Chapter 8: It's you; Don't question the mission (rated T); beginning to seep in.
Upstate New York, late December, 2016
She was sitting next to him on the floor at his left side when his eyes opened. He didn't look at her, but fixed his eyes on the fire blazing in the fireplace. So hot on his skin that the sweat poured off him. The soft leather hide that she'd thrown over him was saturated with it.
It made Reese think of some kind of ritual or ceremony – and maybe that's what he needed. Nothing else had worked. He'd tried to ignore it for years – keep working as if this damage wasn't there, but it was dragging him down. It was like a heat inside. White-hot, like a poker sometimes.
Reese took in a breath, but the air was hot going in, and hotter going out. Something had to give or something bad was going to happen. He started to reach for the hide, to pull it off. But her hands were on his the second he started to move. He closed his eyes, couldn't look at her. And then Reese could feel something heavy, like a rolling, building pressure coming from her direction. It was strong, almost painful. He hadn't noticed it at first, but now he realized it had been there, slowly pumping up, the pressure building until he had to pay attention.
She still had his hands. He wanted to back away before something happened.
"Look at me," she said.
He didn't. There was something painful there, and looking her way could make him lose his grip. He was looking down instead, pursed-lip breathing to handle the pressure-pain. She leaned in closer.
"In The Book of Five Rings Musashi describes what makes a Warrior. Do you remember?" Reese bent forward, grimacing, as the pressure ratcheted higher. He didn't answer. She leaned in, whispering.
"He tells us what makes a Warrior different – different than any other class of people. Do you remember?" More pressure rolled in on him. He still said nothing.
"Mortal combat, John. Death. Either you live or you die in the next moment. And it is only your devotion to the training and the strength of your spirit that makes the difference. Do you remember?" Reese could barely breathe. The pressure rolled up over him, pressing him down like a giant stone.
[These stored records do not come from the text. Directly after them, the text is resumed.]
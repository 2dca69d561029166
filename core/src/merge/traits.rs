use async_trait::async_trait;

use crate::manifest::{MergeStrategy, Track};

#[derive(Debug, Clone, PartialEq, Eq)]
pub enum IntegrationOutcome {
    Clean { commit: String },
    /// The merge stopped on conflicts; the base worktree holds the partial merge.
    Conflict { paths: Vec<String> },
}

/// Folds completed track branches into the shared base.
#[async_trait]
pub trait Integrator: Send + Sync {
    fn name(&self) -> &str;

    async fn integrate(
        &self,
        track: &Track,
        strategy: MergeStrategy,
    ) -> anyhow::Result<IntegrationOutcome>;

    /// Finish a merge whose conflicts were resolved in the base worktree.
    /// Reports `Conflict` again while unmerged paths remain.
    async fn conclude(
        &self,
        track: &Track,
        strategy: MergeStrategy,
    ) -> anyhow::Result<IntegrationOutcome>;
}

#[derive(Debug, Clone, PartialEq, Eq)]
pub struct GateReport {
    pub passed: bool,
    pub summary: String,
}

/// Runs one post-merge gate against the shared base.
#[async_trait]
pub trait GateRunner: Send + Sync {
    async fn run_gate(&self, gate: &str) -> anyhow::Result<GateReport>;
}
pub mod cli;
pub mod merge;
pub mod plan;
pub mod run_all;
pub mod run_track;
pub mod status;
"– a master achieves the Way by being devoted to the art," she whispered. She was watching him bend under the weight.
"Do you understand what he is saying, John? Warriors are different than everyone else. You put it all on the line. You face death, John, every day – and it is only the training, your skill, and the heart you bring to it that lets you survive. Without those, you are defeated. That's the price you have to pay, John. Every day."
Reese was shaking his head, no.
"I'm not that person," he said in his whisper-voice.
"But you are," she said, lifting herself higher next to him. "Didn't you train for years to be the best? Didn't you fight, and bleed for your men? Didn't you lead them in battle? Mortal combat, John. No one else does that."
"They weren't soldiers at the end," he whispered. "just people, kids sometimes – I was sent and I killed them all."
"That's what Warriors do, John. You go where you are sent and do what you must do."
"Not like that," he said.
Reese knew what he had signed up to do in black ops, but it had started to change him inside. He'd grown uneasy in this role. Certainly, if the information he was given was true about his targets, they deserved to be stopped. He began to believe, though, that he was not the right one to do it.
Musashi would not agree. In the second book of The Book of Five Rings, called Water, Jules recalled his writing:
why would you want to appear as one thing and be another? If you are a warrior then you are a warrior and if you are not a warrior then you are not a warrior. The Way...is the Way...Do not be false to yourself...For whatever reason you have chosen to be a warrior, you must understand your responsibility to the art and to yourself. They are one and the same.
And she remembered another passage in Water, one she'd recited many times, when Musashi wrote of the strategy of a Warrior. It started with how a Warrior carries himself:
You are undoubtedly familiar with men who are quiet and strong and seem to be doing nothing. They do not appear to be tense and do not appear to be in disarray. They simply appear...When it is necessary to attack, they do so with complete resolve, sure of themselves, neither over-bearing in attitude, nor with false humility.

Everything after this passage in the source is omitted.